#### ABOUT THIS EXERCISE
Scan the records below. List lines holding "CaseFileQuery".

#### MATERIAL FOR THE TASK
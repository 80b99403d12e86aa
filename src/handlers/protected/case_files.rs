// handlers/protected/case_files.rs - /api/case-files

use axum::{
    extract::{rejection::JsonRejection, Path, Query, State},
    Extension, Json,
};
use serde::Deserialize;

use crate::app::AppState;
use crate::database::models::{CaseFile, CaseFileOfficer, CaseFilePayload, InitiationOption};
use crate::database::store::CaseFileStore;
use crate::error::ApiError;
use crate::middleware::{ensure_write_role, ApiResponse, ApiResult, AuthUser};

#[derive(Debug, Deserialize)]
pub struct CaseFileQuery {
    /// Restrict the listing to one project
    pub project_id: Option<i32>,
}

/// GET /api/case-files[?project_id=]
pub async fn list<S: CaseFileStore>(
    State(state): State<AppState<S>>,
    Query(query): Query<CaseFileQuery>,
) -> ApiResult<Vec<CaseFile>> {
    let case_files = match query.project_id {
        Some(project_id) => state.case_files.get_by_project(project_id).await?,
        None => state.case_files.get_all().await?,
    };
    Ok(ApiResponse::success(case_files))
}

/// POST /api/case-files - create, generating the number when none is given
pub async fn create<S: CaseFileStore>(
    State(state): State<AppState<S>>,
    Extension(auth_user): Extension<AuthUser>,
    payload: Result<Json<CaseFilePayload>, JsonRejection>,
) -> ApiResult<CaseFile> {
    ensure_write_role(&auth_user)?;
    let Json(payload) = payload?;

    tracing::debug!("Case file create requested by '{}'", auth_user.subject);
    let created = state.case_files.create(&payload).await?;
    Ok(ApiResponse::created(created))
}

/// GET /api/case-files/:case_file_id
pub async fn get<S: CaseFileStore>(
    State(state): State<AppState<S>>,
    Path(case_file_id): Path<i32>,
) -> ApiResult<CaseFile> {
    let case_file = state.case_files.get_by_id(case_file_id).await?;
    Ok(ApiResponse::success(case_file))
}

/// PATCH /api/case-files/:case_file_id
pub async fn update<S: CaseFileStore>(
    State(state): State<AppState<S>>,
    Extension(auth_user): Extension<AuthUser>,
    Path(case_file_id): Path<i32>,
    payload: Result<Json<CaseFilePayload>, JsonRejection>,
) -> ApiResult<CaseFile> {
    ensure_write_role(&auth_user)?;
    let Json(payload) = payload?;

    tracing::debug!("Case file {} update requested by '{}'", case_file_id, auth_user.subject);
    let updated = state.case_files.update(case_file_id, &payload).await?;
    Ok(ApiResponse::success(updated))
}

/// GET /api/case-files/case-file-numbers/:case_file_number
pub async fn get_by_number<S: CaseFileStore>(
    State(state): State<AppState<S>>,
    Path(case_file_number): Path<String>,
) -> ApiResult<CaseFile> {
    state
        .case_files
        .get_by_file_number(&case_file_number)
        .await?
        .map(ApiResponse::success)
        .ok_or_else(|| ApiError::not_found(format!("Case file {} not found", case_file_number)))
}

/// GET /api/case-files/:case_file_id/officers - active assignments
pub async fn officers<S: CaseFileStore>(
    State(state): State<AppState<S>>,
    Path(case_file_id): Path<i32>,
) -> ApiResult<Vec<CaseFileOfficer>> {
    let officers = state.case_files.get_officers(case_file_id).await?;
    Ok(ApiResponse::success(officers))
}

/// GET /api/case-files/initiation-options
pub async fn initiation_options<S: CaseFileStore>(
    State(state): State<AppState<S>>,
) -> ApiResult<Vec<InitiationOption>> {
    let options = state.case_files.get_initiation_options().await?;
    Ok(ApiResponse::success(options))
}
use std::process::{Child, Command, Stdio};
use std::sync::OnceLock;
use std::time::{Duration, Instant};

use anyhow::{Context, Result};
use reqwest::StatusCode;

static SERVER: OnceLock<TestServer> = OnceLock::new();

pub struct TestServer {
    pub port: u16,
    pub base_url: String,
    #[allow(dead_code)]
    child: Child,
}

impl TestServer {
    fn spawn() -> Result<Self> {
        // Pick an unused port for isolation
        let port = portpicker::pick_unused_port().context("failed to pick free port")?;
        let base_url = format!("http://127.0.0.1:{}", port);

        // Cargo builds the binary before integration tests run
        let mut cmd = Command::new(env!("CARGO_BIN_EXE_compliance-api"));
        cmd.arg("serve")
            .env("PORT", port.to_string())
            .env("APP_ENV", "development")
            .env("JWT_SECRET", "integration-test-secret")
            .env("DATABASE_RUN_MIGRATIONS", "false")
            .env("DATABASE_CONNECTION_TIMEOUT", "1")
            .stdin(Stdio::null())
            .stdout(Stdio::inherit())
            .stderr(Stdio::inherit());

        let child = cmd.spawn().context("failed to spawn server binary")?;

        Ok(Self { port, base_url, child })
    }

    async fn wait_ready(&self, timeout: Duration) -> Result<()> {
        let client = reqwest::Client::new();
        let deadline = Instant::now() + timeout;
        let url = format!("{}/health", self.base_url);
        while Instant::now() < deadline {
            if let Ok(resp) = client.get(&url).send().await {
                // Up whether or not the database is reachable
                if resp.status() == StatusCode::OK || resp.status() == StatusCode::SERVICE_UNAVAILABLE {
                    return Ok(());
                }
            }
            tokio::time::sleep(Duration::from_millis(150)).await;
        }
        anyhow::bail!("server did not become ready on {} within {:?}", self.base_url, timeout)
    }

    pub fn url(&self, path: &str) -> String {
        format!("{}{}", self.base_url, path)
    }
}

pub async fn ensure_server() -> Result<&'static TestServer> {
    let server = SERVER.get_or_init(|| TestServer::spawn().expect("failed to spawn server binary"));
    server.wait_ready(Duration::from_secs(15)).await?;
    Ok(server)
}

#### RESULT OF THE EXERCISE
pub struct CaseFileQuery {
    Query(query): Query<CaseFileQuery>,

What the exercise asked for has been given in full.